The stills, taken in front of the closed Cloverdale Junior High School that is now the film company’s headquarters, were merely the preamble to a much larger shoot. Director Tim Burton’s “Big Fish” begins shooting Monday in Wetumpka and will continue filming in and around Montgomery through the end of April.
While Finney, Lange and McGregor posed for shots that will be used as photographs in the film, they are far from the only stars who are already in Montgomery preparing for the beginning of the shoot.
Billy Crudup and Helena Bonham Carter, two of the movie’s previously announced stars, are here, as well as former “Benson” star Robert Guillaume and French actress Marion Cotillard, who have just joined the cast.
Guillaume and Carter are here temporarily for wardrobe fittings, but will fly back later for filming, as will other stars, such as Danny DeVito, Steve Buscemi and Alison Lohman, who starred in “White Oleander.”
Not only were new stars mentioned Wednesday, but so were new locations.
Eileen Peterson, production publicist for the film, said that while most of the film will be shot in the Montgomery and Wetumpka areas, the company will spend several days shooting in Tallassee and at Auburn University.
“The entire film will be shot within about a 40-minute radius of Montgomery,” Peterson said.
And she means the entire film. When it was announced in August that the movie would be shot here, it was believed that Burton would do location shooting and then finish many of the inside scenes at a Hollywood sound stage.
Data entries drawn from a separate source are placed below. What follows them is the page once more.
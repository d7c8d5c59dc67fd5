//! Color types and conversion functions for the palette engine.
//!
//! Provides four color types (`Rgb`, `Hsv`, `Lab`, `Lch`) and pure conversion
//! functions between them. `Rgb` holds 8-bit channels and is the canonical
//! external form (`#RRGGBB`); the floating-point spaces use `f64` throughout.
//!
//! CIE Lab and LCh are computed against the D65 white point via CIE XYZ, so
//! lightness runs 0-100 and chroma of sRGB colors tops out around 134.

use std::fmt;
use std::str::FromStr;

use serde::{Deserialize, Deserializer, Serialize, Serializer};

use crate::error::PaletteError;
use crate::gamut::is_in_gamut;

/// Fallback emitted by [`lch_to_hex`] when an LCh value has no sRGB equivalent.
pub const NEUTRAL_GRAY: Rgb = Rgb::new(0x80, 0x80, 0x80);

/// sRGB color with 8-bit channels.
///
/// Serializes as an uppercase hex string `"#RRGGBB"` and deserializes from a
/// hex string with or without the leading `#`.
#[derive(Debug, Clone, Copy, PartialEq, Eq, Hash)]
pub struct Rgb {
    pub r: u8,
    pub g: u8,
    pub b: u8,
}

/// HSV color. Hue is measured in turns (`[0, 1)`), saturation and value in `[0, 1]`.
#[derive(Debug, Clone, Copy, PartialEq)]
pub struct Hsv {
    pub h: f64,
    pub s: f64,
    pub v: f64,
}

/// CIE L*a*b* (D65).
#[derive(Debug, Clone, Copy, PartialEq)]
pub struct Lab {
    pub l: f64,
    pub a: f64,
    pub b: f64,
}

/// CIE L*C*h (cylindrical form of [`Lab`]). Hue is in degrees.
#[derive(Debug, Clone, Copy, PartialEq)]
pub struct Lch {
    pub l: f64,
    pub c: f64,
    pub h: f64,
}

impl Lch {
    pub const fn new(l: f64, c: f64, h: f64) -> Self {
        Self { l, c, h }
    }
}

impl Lab {
    pub const fn new(l: f64, a: f64, b: f64) -> Self {
        Self { l, a, b }
    }
}

impl Rgb {
    pub const BLACK: Rgb = Rgb::new(0, 0, 0);
    pub const WHITE: Rgb = Rgb::new(255, 255, 255);

    pub const fn new(r: u8, g: u8, b: u8) -> Self {
        Self { r, g, b }
    }

    /// Parses a hex color string like "#FF00AA" or "ff00aa" (case insensitive).
    ///
    /// Returns `PaletteError::InvalidFormat` unless the input is exactly six
    /// hexadecimal digits after an optional leading `#`.
    pub fn from_hex(hex: &str) -> Result<Rgb, PaletteError> {
        let digits = hex.strip_prefix('#').unwrap_or(hex);
        if digits.len() != 6 {
            return Err(PaletteError::InvalidFormat(format!(
                "'{hex}': expected 6 hex digits, got {}",
                digits.len()
            )));
        }
        if !digits.bytes().all(|b| b.is_ascii_hexdigit()) {
            return Err(PaletteError::InvalidFormat(format!(
                "'{hex}': must contain only hex digits"
            )));
        }
        let channel = |range: std::ops::Range<usize>| {
            u8::from_str_radix(&digits[range], 16)
                .map_err(|e| PaletteError::InvalidFormat(format!("'{hex}': {e}")))
        };
        Ok(Rgb {
            r: channel(0..2)?,
            g: channel(2..4)?,
            b: channel(4..6)?,
        })
    }

    /// Formats the color as an uppercase `"#RRGGBB"` string.
    pub fn to_hex(self) -> String {
        format!("#{:02X}{:02X}{:02X}", self.r, self.g, self.b)
    }

    /// Builds a color from floating-point channels on the 0-255 scale.
    ///
    /// Channels are clamped to `[0, 255]` and then truncated, so `127.9`
    /// becomes `127`. NaN maps to 0.
    pub fn from_channels(r: f64, g: f64, b: f64) -> Rgb {
        let quantize = |c: f64| c.clamp(0.0, 255.0) as u8;
        Rgb {
            r: quantize(r),
            g: quantize(g),
            b: quantize(b),
        }
    }

    /// Builds a color from unit-range channels, rounding to the nearest 8-bit value.
    fn from_unit_rounded(r: f64, g: f64, b: f64) -> Rgb {
        let quantize = |c: f64| (c.clamp(0.0, 1.0) * 255.0).round() as u8;
        Rgb {
            r: quantize(r),
            g: quantize(g),
            b: quantize(b),
        }
    }

    fn to_unit(self) -> (f64, f64, f64) {
        (
            f64::from(self.r) / 255.0,
            f64::from(self.g) / 255.0,
            f64::from(self.b) / 255.0,
        )
    }
}

impl fmt::Display for Rgb {
    fn fmt(&self, f: &mut fmt::Formatter<'_>) -> fmt::Result {
        f.write_str(&self.to_hex())
    }
}

impl FromStr for Rgb {
    type Err = PaletteError;

    fn from_str(s: &str) -> Result<Self, Self::Err> {
        Rgb::from_hex(s)
    }
}

impl Serialize for Rgb {
    fn serialize<S: Serializer>(&self, serializer: S) -> Result<S::Ok, S::Error> {
        serializer.serialize_str(&self.to_hex())
    }
}

impl<'de> Deserialize<'de> for Rgb {
    fn deserialize<D: Deserializer<'de>>(deserializer: D) -> Result<Self, D::Error> {
        let s = String::deserialize(deserializer)?;
        Rgb::from_hex(&s).map_err(serde::de::Error::custom)
    }
}

/// Normalizes a hue angle to `[0, 360)`.
///
/// `rem_euclid` can round tiny negative inputs up to exactly 360.0; those
/// are folded back to 0.
pub fn normalize_hue(h: f64) -> f64 {
    let h = h.rem_euclid(360.0);
    if h >= 360.0 {
        0.0
    } else {
        h
    }
}

/// Parses a hex string into [`Rgb`]. See [`Rgb::from_hex`].
pub fn hex_to_rgb(hex: &str) -> Result<Rgb, PaletteError> {
    Rgb::from_hex(hex)
}

/// Formats [`Rgb`] as uppercase `#RRGGBB`. Never fails.
pub fn rgb_to_hex(rgb: Rgb) -> String {
    rgb.to_hex()
}

/// Converts RGB to HSV with hue in turns.
pub fn rgb_to_hsv(rgb: Rgb) -> Hsv {
    let (r, g, b) = rgb.to_unit();
    let max = r.max(g).max(b);
    let min = r.min(g).min(b);
    let v = max;
    if max == min {
        return Hsv { h: 0.0, s: 0.0, v };
    }
    let range = max - min;
    let s = range / max;
    let rc = (max - r) / range;
    let gc = (max - g) / range;
    let bc = (max - b) / range;
    let h = if r == max {
        bc - gc
    } else if g == max {
        2.0 + rc - bc
    } else {
        4.0 + gc - rc
    };
    let h = (h / 6.0).rem_euclid(1.0);
    Hsv {
        h: if h >= 1.0 { 0.0 } else { h },
        s,
        v,
    }
}

/// Converts HSV (hue in turns) to RGB, rounding each channel.
///
/// Hue outside `[0, 1)` wraps; saturation and value are clamped to `[0, 1]`.
pub fn hsv_to_rgb(hsv: Hsv) -> Rgb {
    let s = hsv.s.clamp(0.0, 1.0);
    let v = hsv.v.clamp(0.0, 1.0);
    if s == 0.0 {
        return Rgb::from_unit_rounded(v, v, v);
    }
    let h = hsv.h.rem_euclid(1.0) * 6.0;
    let sector = h.floor();
    let f = h - sector;
    let p = v * (1.0 - s);
    let q = v * (1.0 - s * f);
    let t = v * (1.0 - s * (1.0 - f));
    let (r, g, b) = match sector as u8 % 6 {
        0 => (v, t, p),
        1 => (q, v, p),
        2 => (p, v, t),
        3 => (p, q, v),
        4 => (t, p, v),
        _ => (v, p, q),
    };
    Rgb::from_unit_rounded(r, g, b)
}

/// Converts HSV (hue in turns) to an uppercase hex string.
pub fn hsv_to_hex(hsv: Hsv) -> String {
    hsv_to_rgb(hsv).to_hex()
}

// D65 reference white, XYZ scaled so that Y = 1.
const D65_XN: f64 = 0.95047;
const D65_YN: f64 = 1.0;
const D65_ZN: f64 = 1.08883;

const LAB_DELTA: f64 = 6.0 / 29.0;

/// Applies inverse sRGB gamma to convert a single sRGB component to linear.
fn srgb_component_to_linear(c: f64) -> f64 {
    if c <= 0.04045 {
        c / 12.92
    } else {
        ((c + 0.055) / 1.055).powf(2.4)
    }
}

/// Applies sRGB gamma to convert a single linear component to sRGB.
///
/// Negative inputs stay negative so that gamut checks can see them.
fn linear_component_to_srgb(c: f64) -> f64 {
    if c <= 0.0031308 {
        c * 12.92
    } else {
        1.055 * c.powf(1.0 / 2.4) - 0.055
    }
}

fn lab_f(t: f64) -> f64 {
    if t > LAB_DELTA * LAB_DELTA * LAB_DELTA {
        t.cbrt()
    } else {
        t / (3.0 * LAB_DELTA * LAB_DELTA) + 4.0 / 29.0
    }
}

fn lab_f_inv(t: f64) -> f64 {
    if t > LAB_DELTA {
        t * t * t
    } else {
        3.0 * LAB_DELTA * LAB_DELTA * (t - 4.0 / 29.0)
    }
}

/// Converts RGB to CIE Lab via linear RGB and XYZ.
pub fn rgb_to_lab(rgb: Rgb) -> Lab {
    let (r, g, b) = rgb.to_unit();
    let r = srgb_component_to_linear(r);
    let g = srgb_component_to_linear(g);
    let b = srgb_component_to_linear(b);

    let x = 0.4124564 * r + 0.3575761 * g + 0.1804375 * b;
    let y = 0.2126729 * r + 0.7151522 * g + 0.0721750 * b;
    let z = 0.0193339 * r + 0.1191920 * g + 0.9503041 * b;

    let fx = lab_f(x / D65_XN);
    let fy = lab_f(y / D65_YN);
    let fz = lab_f(z / D65_ZN);

    Lab {
        l: 116.0 * fy - 16.0,
        a: 500.0 * (fx - fy),
        b: 200.0 * (fy - fz),
    }
}

/// Converts CIE Lab to sRGB components in unit scale, without clamping.
///
/// Values outside `[0, 1]` mean the color is outside the sRGB gamut.
pub fn lab_to_srgb_unclamped(lab: Lab) -> [f64; 3] {
    let fy = (lab.l + 16.0) / 116.0;
    let fx = fy + lab.a / 500.0;
    let fz = fy - lab.b / 200.0;

    let x = D65_XN * lab_f_inv(fx);
    let y = D65_YN * lab_f_inv(fy);
    let z = D65_ZN * lab_f_inv(fz);

    let r = 3.2404542 * x - 1.5371385 * y - 0.4985314 * z;
    let g = -0.9692660 * x + 1.8760108 * y + 0.0415560 * z;
    let b = 0.0556434 * x - 0.2040259 * y + 1.0572252 * z;

    [
        linear_component_to_srgb(r),
        linear_component_to_srgb(g),
        linear_component_to_srgb(b),
    ]
}

/// Converts Lab to LCh.
///
/// NaN guard: if chroma is less than 1e-10, hue is set to 0.0 to avoid
/// indeterminate `atan2(0, 0)` results.
pub fn lab_to_lch(lab: Lab) -> Lch {
    let c = lab.a.hypot(lab.b);
    let h = if c < 1e-10 {
        0.0
    } else {
        normalize_hue(lab.b.atan2(lab.a).to_degrees())
    };
    Lch { l: lab.l, c, h }
}

/// Converts LCh to Lab.
pub fn lch_to_lab(lch: Lch) -> Lab {
    let h_rad = lch.h.to_radians();
    Lab {
        l: lch.l,
        a: lch.c * h_rad.cos(),
        b: lch.c * h_rad.sin(),
    }
}

/// Convenience: RGB to LCh via the chain RGB -> linear -> XYZ -> Lab -> LCh.
pub fn rgb_to_lch(rgb: Rgb) -> Lch {
    lab_to_lch(rgb_to_lab(rgb))
}

/// Parses a hex string and converts it to LCh.
pub fn hex_to_lch(hex: &str) -> Result<Lch, PaletteError> {
    Rgb::from_hex(hex).map(rgb_to_lch)
}

/// Converts LCh to sRGB unit components without clamping.
pub fn lch_to_srgb_unclamped(lch: Lch) -> [f64; 3] {
    lab_to_srgb_unclamped(lch_to_lab(lch))
}

/// Converts LCh to RGB, returning `None` when the color is outside the sRGB gamut.
pub fn lch_to_rgb(lch: Lch) -> Option<Rgb> {
    if !is_in_gamut(lch) {
        return None;
    }
    let [r, g, b] = lch_to_srgb_unclamped(lch);
    Some(Rgb::from_unit_rounded(r, g, b))
}

/// Converts LCh to an uppercase hex string.
///
/// Never fails: an LCh value outside the sRGB gamut (or with lightness outside
/// `[0, 100]`) yields [`NEUTRAL_GRAY`]. Callers that need a faithful color
/// must map it into gamut first with [`crate::gamut::adjust_lch_to_gamut`].
pub fn lch_to_hex(lch: Lch) -> String {
    match lch_to_rgb(lch) {
        Some(rgb) => rgb.to_hex(),
        None => {
            tracing::warn!(
                l = lch.l,
                c = lch.c,
                h = lch.h,
                "LCh value outside sRGB gamut, falling back to neutral gray"
            );
            NEUTRAL_GRAY.to_hex()
        }
    }
}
But Peterson said the entire production will be shot in Alabama.
Shooting for “Big Fish” will begin in Wetumpka and continue there throughout the week, and then will move on to Tallassee, Peterson said.
Alabama Film Office Director Brian Kurlander has called the Columbia Pictures film a redefining event for the film industry in Alabama. And financially, he said the film would have an estimated $25 million economic impact on central Alabama.
Burton, the 43-year-old who has directed such films as “Edward Scissorhands,” “Batman,” “Ed Wood,” “Sleepy Hollow,” “Mars Attacks” and “Planet of the Apes,” is adapting the movie from former Alabamian Daniel Wallace’s novel “Big Fish: A Novel of Mythic Proportions.”
The story concerns a son (Crudup) who returns to a small Southern town to get to know his dying father (played by both Finney and by McGregor in flashbacks). It is through his father’s tall tales that the son begins to understand the elusive man.